Pada Pilkada Depok 2005, baik Nur Mahmudi dan Badrul Kamal sama-sama maju dalam kontestasi.
Nur Mahmudi datang sebagai eks menteri kehutanan dan perkebunan era Abdurrahman Wahid.
Dia berduet dengan Yuyun Wirasaputra, eks Plt. Wali Kota Administratif Depok periode 1996-1997.
Keduanya diusung oleh PKS saja, tanpa partai lain.
Nur Mahmudi-Yuyun keluar sebagai pemenang usai meraup 43,9 persen suara.
Badrul Kamal dan Syihabuddin Ahmad yang notabene anggota DPRD Kota Depok hanya beroleh 38,9 persen suara meski diusung 2 partai, Golkar dan PKB.

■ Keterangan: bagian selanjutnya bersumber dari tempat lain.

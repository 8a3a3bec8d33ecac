//! feldfunk-node – Demo-Knoten
//!
//! Startet mehrere Sprachknoten in einem Prozess, verbindet sie ueber das
//! [`LoopbackNetz`] und laesst sie nach dem Sprechplan funken. Aufnahme ist
//! ein Sinuston pro Knoten, die Wiedergabe wird nur ausgemessen.

pub mod config;

use std::sync::Arc;
use std::time::Duration;

use anyhow::{Context, Result};

use feldfunk_audio::stoerrauschen;
use feldfunk_core::PeerId;
use feldfunk_observability::VoiceMetriken;
use feldfunk_voice::{LoopbackNetz, VoiceConfig, VoiceKontext, VoiceMultiplexer};

use config::NodeConfig;

/// Ein simulierter Teilnehmer
pub struct SimKnoten {
    pub peer: PeerId,
    pub mux: VoiceMultiplexer,
    pub metriken: VoiceMetriken,
    frequenz: f32,
    phase: usize,
    /// Wiedergegebene Samples mit mindestens einem Sprecher
    pub gehoert: u64,
}

impl SimKnoten {
    fn aufnehmen(&mut self, samples: usize, abtastrate: f32) -> Vec<f32> {
        let start = self.phase;
        self.phase += samples;
        (start..start + samples)
            .map(|i| (i as f32 * self.frequenz * std::f32::consts::TAU / abtastrate).sin() * 0.3)
            .collect()
    }
}

/// Haelt Netz und Knoten zusammen
pub struct Simulation {
    pub config: NodeConfig,
    pub netz: LoopbackNetz,
    pub knoten: Vec<SimKnoten>,
    zeit_ms: u64,
    letzte_messung_ms: u64,
}

impl Simulation {
    /// Baut Netz und Knoten aus der Konfiguration
    pub fn neu(config: NodeConfig) -> Result<Self> {
        config.validieren()?;
        let netz = LoopbackNetz::neu(config.simulation.netz.clone());

        let mut knoten = Vec::with_capacity(config.simulation.knoten.len());
        for (i, einstellung) in config.simulation.knoten.iter().enumerate() {
            let metriken = VoiceMetriken::neu()?;
            let mut kontext = VoiceKontext::default().mit_metriken(metriken.clone());
            let staerke = config.simulation.stoerung;
            if staerke > 0.0 {
                kontext = kontext.mit_modifikator(stoerrauschen(move || staerke));
            }

            let voice = VoiceConfig {
                opus: config.audio.opus.clone(),
                kanal: einstellung.kanal.or(config.audio.kanal),
            };
            let transport = Arc::new(netz.beitreten(einstellung.peer, einstellung.team));
            let mux = VoiceMultiplexer::neu(voice, transport, kontext)
                .with_context(|| format!("Knoten {} konnte nicht erstellt werden", einstellung.peer))?;

            knoten.push(SimKnoten {
                peer: einstellung.peer,
                mux,
                metriken,
                frequenz: 220.0 + 110.0 * i as f32,
                phase: 0,
                gehoert: 0,
            });
        }

        tracing::info!(
            knoten = knoten.len(),
            verlust = config.simulation.netz.verlust,
            umordnen = config.simulation.netz.umordnen,
            "Simulation aufgebaut"
        );

        Ok(Self {
            config,
            netz,
            knoten,
            zeit_ms: 0,
            letzte_messung_ms: 0,
        })
    }

    /// Simulierte Zeit seit dem Start
    pub fn zeit_ms(&self) -> u64 {
        self.zeit_ms
    }

    pub fn ist_fertig(&self) -> bool {
        self.zeit_ms >= self.config.simulation.dauer_ms
    }

    /// Ein Takt: Sprechziele setzen, aufnehmen, kodieren, zustellen,
    /// wiedergeben
    pub fn schritt(&mut self) -> Result<()> {
        let zeit = self.zeit_ms;
        let opus = &self.config.audio.opus;
        let frame = opus.frame_samples();
        let abtastrate = opus.sample_rate.hz() as f32;

        for k in &mut self.knoten {
            let ziel = self.config.ziel_zu(k.peer, zeit);
            k.mux
                .ziel_setzen(ziel)
                .with_context(|| format!("Sprechziel fuer {} nicht setzbar", k.peer))?;
            if ziel.ist_aktiv() {
                let samples = k.aufnehmen(frame, abtastrate);
                k.mux.aufnahme().write_one(samples);
            }
            k.mux.tick();
        }

        if zeit >= self.letzte_messung_ms + self.config.simulation.messung_ms {
            self.netz.messung_verteilen();
            self.letzte_messung_ms = zeit;
        }
        self.pumpen();

        let mut ausgabe = vec![0.0f32; frame];
        for k in &mut self.knoten {
            ausgabe.fill(0.0);
            if k.mux.wiedergabe_fuellen(&mut ausgabe, 1) > 0 {
                k.gehoert += frame as u64;
            }
        }

        self.zeit_ms += self.config.takt_ms();
        Ok(())
    }

    /// Stoppt alle Sprecher und stellt die letzten Nachrichten zu
    pub fn beenden(&mut self) {
        for k in &self.knoten {
            k.mux.herunterfahren();
        }
        self.pumpen();
    }

    /// Loggt den Zustand jedes Knotens
    pub fn bericht(&self) {
        for k in &self.knoten {
            let gemeldet: Vec<String> = self
                .knoten
                .iter()
                .filter(|anderer| anderer.peer != k.peer)
                .filter_map(|anderer| {
                    k.mux
                        .gemeldeter_verlust(anderer.peer)
                        .map(|v| format!("{}={v}%", anderer.peer))
                })
                .collect();
            tracing::info!(
                peer = %k.peer,
                gesendet = k.metriken.data_gesendet.get(),
                empfangen = k.metriken.data_empfangen.get(),
                verloren = k.metriken.frames_verloren.get(),
                verdeckt = k.metriken.frames_verdeckt.get(),
                gehoert_ms = k.gehoert * 1000 / self.config.audio.opus.sample_rate.hz() as u64,
                gemeldeter_verlust = %gemeldet.join(","),
                "Knoten-Bericht"
            );
        }
    }

    /// Metriken aller Knoten im Prometheus-Textformat
    pub fn metriken_exportieren(&self) -> Result<String> {
        let mut text = String::new();
        for k in &self.knoten {
            text.push_str(&format!("# {}\n", k.peer));
            text.push_str(&k.metriken.exportieren()?);
        }
        Ok(text)
    }

    /// Laeuft im Takt der Frame-Dauer bis `dauer_ms` oder Ctrl-C
    pub async fn starten(mut self) -> Result<()> {
        let mut takt = tokio::time::interval(Duration::from_millis(self.config.takt_ms()));
        takt.set_missed_tick_behavior(tokio::time::MissedTickBehavior::Delay);

        tracing::info!(
            dauer_ms = self.config.simulation.dauer_ms,
            takt_ms = self.config.takt_ms(),
            "Simulation laeuft"
        );

        while !self.ist_fertig() {
            tokio::select! {
                _ = takt.tick() => self.schritt()?,
                ergebnis = tokio::signal::ctrl_c() => {
                    ergebnis?;
                    tracing::info!("Shutdown-Signal empfangen, Simulation wird beendet");
                    break;
                }
            }
        }

        self.beenden();
        self.bericht();
        if self.config.simulation.metriken_ausgeben {
            println!("{}", self.metriken_exportieren()?);
        }
        Ok(())
    }

    fn pumpen(&self) {
        let liste: Vec<(PeerId, &VoiceMultiplexer)> =
            self.knoten.iter().map(|k| (k.peer, &k.mux)).collect();
        self.netz.pumpen(&liste);
    }
}

#[cfg(test)]
mod tests {
    use super::*;
    use feldfunk_core::KanalId;
    use feldfunk_voice::RouteTarget;

    fn kurz() -> NodeConfig {
        let mut cfg = NodeConfig::default();
        cfg.simulation.dauer_ms = 400;
        cfg.sprechen.plan = vec![config::Sprechabschnitt {
            peer: PeerId(1),
            ab_ms: 0,
            bis_ms: 200,
            ziel: RouteTarget::Global,
        }];
        cfg
    }

    #[test]
    fn globaler_sprecher_wird_gehoert() {
        let mut sim = Simulation::neu(kurz()).unwrap();
        for _ in 0..10 {
            sim.schritt().unwrap();
        }
        assert_eq!(sim.zeit_ms(), 200);
        assert_eq!(sim.knoten[1].mux.aktive_peers(), vec![PeerId(1)]);
        assert_eq!(sim.knoten[2].mux.aktive_peers(), vec![PeerId(1)]);
        assert!(sim.knoten[1].gehoert > 0);
        assert_eq!(sim.knoten[0].metriken.data_gesendet.get(), 10);

        // Abschnitt vorbei: STOP, Hoerer melden LOSS
        sim.schritt().unwrap();
        assert!(sim.knoten[1].mux.aktive_peers().is_empty());
        assert_eq!(sim.knoten[0].mux.gemeldeter_verlust(PeerId(2)), Some(0));
    }

    #[test]
    fn kanalfunk_erreicht_nur_den_kanal() {
        let mut cfg = kurz();
        cfg.sprechen.plan[0].ziel = RouteTarget::Channel(KanalId(1));
        let mut sim = Simulation::neu(cfg).unwrap();
        for _ in 0..5 {
            sim.schritt().unwrap();
        }
        // Knoten 2 hat keinen Kanal eingestellt, Knoten 3 hoert Kanal 1
        assert!(sim.knoten[1].mux.aktive_peers().is_empty());
        assert_eq!(sim.knoten[2].mux.aktive_peers(), vec![PeerId(1)]);
    }

    #[test]
    fn metriken_export_enthaelt_alle_knoten() {
        let mut sim = Simulation::neu(kurz()).unwrap();
        sim.schritt().unwrap();
        let text = sim.metriken_exportieren().unwrap();
        assert!(text.contains("# peer:1"));
        assert!(text.contains("# peer:3"));
        assert!(text.contains("feldfunk_data_sent_total"));
    }

    #[test]
    fn ungueltige_config_wird_abgelehnt() {
        let mut cfg = kurz();
        cfg.logging.level = String::new();
        assert!(Simulation::neu(cfg).is_err());
    }

    #[tokio::test]
    async fn lauf_endet_nach_der_dauer() {
        let mut cfg = kurz();
        cfg.simulation.dauer_ms = 100;
        let sim = Simulation::neu(cfg).unwrap();
        sim.starten().await.unwrap();
    }
}
//! feldfunk-core – Gemeinsame Bausteine
//!
//! Dieses Crate stellt die Identifikationstypen und die lock-freie
//! [`StreamQueue`](stream::StreamQueue) bereit, ueber die alle Stufen der
//! Sprach-Pipeline (Aufnahme, Encoder, Netzwerk, Decoder, Wiedergabe)
//! ihre Daten weiterreichen.

pub mod stream;
pub mod types;

// Re-Exporte fuer bequemen Zugriff
pub use stream::{Abgriff, SchreibAbgriff, StreamQueue, StreamSink};
pub use types::{KanalId, PeerId};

Selain itu, beberapa kandidat lain yang dibeking banyak partai juga dicukur, seperti Harun Heryana-Farhan AR usungan PAN, PBB, PBR, PKBR; atau Yus Ruswandi-Soetadi Dipowongso usungan PDI-P bersama PPP dan PDS.
Resmi dilantik sebagai wali kota pada 2006, Nur Mahmudi membuka pintu bagi kejayaan PKS di Kota Belimbing yang ternyata bertahan 2 dasawarsa.
Pilkada Depok 2010, Nur Mahmudi kembali mencalonkan diri lewat usungan PKS, PAN, dan 3 partai lain.
Menggandeng kalangan nonpartai yang dikenal sebagai pemuka agama, Mohammad Idris, Nur Mahmudi menang mudah dengan raihan 61,87 persen suara.
Badrul Kamal yang diusung Golkar, Demokrat, PDI-P, PPP, PKB, PDS, dan PDP keok.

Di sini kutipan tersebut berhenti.